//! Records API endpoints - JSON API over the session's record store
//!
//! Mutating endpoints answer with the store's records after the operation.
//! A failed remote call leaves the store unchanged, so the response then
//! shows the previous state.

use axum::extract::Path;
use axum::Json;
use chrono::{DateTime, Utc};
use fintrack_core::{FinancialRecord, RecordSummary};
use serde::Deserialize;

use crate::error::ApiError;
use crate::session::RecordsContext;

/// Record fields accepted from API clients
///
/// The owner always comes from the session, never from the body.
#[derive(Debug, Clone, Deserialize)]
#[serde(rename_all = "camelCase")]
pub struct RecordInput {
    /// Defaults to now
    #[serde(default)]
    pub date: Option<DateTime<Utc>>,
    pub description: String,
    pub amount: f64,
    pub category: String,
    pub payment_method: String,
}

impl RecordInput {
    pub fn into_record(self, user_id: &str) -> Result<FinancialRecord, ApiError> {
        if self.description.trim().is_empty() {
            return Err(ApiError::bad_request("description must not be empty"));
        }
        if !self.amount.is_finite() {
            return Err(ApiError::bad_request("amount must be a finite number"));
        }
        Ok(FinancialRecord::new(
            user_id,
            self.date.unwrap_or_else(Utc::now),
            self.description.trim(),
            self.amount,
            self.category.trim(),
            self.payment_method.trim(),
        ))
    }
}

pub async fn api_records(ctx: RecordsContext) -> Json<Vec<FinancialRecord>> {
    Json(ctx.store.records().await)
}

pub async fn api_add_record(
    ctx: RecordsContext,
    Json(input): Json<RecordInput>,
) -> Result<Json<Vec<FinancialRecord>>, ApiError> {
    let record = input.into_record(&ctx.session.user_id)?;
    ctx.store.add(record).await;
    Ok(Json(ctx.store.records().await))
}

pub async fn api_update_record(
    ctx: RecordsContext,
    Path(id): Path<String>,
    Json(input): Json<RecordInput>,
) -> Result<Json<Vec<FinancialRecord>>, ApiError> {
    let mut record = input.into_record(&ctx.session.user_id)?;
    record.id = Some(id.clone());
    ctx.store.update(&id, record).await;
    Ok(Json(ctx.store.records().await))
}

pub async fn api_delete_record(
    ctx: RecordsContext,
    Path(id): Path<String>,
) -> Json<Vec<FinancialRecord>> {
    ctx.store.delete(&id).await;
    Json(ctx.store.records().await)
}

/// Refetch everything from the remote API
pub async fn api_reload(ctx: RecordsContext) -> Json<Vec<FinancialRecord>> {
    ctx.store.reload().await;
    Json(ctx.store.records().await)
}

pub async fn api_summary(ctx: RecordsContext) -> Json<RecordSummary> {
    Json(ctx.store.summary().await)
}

...

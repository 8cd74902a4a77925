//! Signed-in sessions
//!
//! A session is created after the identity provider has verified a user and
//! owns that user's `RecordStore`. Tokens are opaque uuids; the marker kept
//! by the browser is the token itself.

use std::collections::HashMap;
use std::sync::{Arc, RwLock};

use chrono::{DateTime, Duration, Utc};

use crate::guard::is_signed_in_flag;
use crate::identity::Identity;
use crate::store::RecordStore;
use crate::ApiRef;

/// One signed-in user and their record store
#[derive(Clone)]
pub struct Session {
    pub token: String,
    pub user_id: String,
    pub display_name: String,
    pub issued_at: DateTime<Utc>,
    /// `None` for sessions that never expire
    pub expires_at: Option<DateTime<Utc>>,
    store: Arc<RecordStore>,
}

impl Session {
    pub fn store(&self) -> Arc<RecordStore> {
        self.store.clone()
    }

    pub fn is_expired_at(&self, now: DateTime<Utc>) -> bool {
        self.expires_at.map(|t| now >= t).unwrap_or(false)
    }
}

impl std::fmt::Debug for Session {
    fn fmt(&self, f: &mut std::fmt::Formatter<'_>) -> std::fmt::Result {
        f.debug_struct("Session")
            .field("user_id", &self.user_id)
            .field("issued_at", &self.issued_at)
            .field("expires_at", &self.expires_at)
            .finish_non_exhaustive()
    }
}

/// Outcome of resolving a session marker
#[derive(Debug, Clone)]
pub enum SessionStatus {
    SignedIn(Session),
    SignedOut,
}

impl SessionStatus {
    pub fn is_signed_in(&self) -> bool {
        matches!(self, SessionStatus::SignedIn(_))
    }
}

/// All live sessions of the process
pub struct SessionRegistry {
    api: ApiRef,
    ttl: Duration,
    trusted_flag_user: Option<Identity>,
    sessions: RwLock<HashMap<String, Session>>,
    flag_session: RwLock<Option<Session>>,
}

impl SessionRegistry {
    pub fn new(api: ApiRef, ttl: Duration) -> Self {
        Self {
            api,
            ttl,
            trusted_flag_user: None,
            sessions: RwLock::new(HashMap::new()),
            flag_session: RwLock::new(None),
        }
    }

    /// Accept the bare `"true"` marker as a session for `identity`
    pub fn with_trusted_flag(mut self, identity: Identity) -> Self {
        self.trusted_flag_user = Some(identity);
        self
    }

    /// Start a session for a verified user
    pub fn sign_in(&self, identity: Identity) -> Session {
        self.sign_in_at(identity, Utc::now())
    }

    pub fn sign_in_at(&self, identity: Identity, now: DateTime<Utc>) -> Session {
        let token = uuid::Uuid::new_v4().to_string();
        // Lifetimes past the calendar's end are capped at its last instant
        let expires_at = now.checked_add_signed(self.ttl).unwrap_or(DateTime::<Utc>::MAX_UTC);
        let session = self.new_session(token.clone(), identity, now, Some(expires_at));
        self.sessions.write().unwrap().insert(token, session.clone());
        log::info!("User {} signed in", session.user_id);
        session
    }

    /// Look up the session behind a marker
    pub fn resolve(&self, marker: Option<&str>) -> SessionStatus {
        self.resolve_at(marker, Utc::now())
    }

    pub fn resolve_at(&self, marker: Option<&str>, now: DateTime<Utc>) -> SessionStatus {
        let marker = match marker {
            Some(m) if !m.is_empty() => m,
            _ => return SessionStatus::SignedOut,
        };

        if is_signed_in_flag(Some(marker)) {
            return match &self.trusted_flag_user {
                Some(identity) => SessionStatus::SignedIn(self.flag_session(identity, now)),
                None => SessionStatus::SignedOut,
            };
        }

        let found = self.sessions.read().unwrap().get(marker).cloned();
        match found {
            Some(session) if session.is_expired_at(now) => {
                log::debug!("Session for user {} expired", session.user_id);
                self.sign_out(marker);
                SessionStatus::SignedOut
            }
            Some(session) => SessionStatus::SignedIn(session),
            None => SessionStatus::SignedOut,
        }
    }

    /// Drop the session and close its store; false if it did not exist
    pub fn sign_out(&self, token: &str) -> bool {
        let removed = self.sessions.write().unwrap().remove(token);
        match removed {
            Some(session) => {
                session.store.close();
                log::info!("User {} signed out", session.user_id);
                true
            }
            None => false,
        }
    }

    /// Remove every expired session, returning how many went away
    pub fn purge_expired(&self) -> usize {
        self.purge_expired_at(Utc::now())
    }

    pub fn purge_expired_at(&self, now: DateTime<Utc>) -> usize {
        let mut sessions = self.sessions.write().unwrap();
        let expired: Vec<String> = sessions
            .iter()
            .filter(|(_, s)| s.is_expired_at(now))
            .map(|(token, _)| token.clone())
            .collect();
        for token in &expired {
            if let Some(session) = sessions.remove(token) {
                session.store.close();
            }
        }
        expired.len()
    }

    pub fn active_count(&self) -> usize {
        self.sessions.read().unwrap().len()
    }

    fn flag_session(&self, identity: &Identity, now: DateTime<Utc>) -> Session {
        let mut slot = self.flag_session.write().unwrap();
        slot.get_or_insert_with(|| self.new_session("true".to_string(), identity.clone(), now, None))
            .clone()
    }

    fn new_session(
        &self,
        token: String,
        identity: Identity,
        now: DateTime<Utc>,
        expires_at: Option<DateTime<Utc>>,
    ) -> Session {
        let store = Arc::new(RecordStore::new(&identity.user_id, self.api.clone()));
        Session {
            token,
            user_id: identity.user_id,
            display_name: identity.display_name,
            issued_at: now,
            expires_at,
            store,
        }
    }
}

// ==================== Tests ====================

---

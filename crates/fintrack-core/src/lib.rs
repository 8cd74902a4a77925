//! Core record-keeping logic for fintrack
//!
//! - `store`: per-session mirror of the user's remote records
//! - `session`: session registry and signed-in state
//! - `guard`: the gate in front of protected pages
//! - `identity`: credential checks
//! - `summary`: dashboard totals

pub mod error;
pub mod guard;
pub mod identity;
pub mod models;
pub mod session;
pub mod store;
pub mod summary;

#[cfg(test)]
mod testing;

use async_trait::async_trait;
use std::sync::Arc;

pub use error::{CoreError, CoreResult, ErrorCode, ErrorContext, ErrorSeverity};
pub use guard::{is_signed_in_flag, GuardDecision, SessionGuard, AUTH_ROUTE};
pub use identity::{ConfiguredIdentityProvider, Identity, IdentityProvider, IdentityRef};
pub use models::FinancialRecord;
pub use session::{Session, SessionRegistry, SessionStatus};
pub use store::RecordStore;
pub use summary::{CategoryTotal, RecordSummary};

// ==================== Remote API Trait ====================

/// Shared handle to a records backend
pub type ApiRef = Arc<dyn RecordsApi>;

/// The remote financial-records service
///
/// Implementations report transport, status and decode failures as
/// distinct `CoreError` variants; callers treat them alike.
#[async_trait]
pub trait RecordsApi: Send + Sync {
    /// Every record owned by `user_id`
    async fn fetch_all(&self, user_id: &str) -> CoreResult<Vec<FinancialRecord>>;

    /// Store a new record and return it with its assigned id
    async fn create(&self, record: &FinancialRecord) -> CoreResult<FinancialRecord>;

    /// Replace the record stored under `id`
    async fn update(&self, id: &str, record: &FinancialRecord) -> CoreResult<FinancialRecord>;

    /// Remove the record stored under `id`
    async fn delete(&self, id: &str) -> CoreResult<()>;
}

- _Task prompt_:
The string "FinancialRecord": state how many lines above contain it, giving nothing but the number.

- _Expected answer_:
12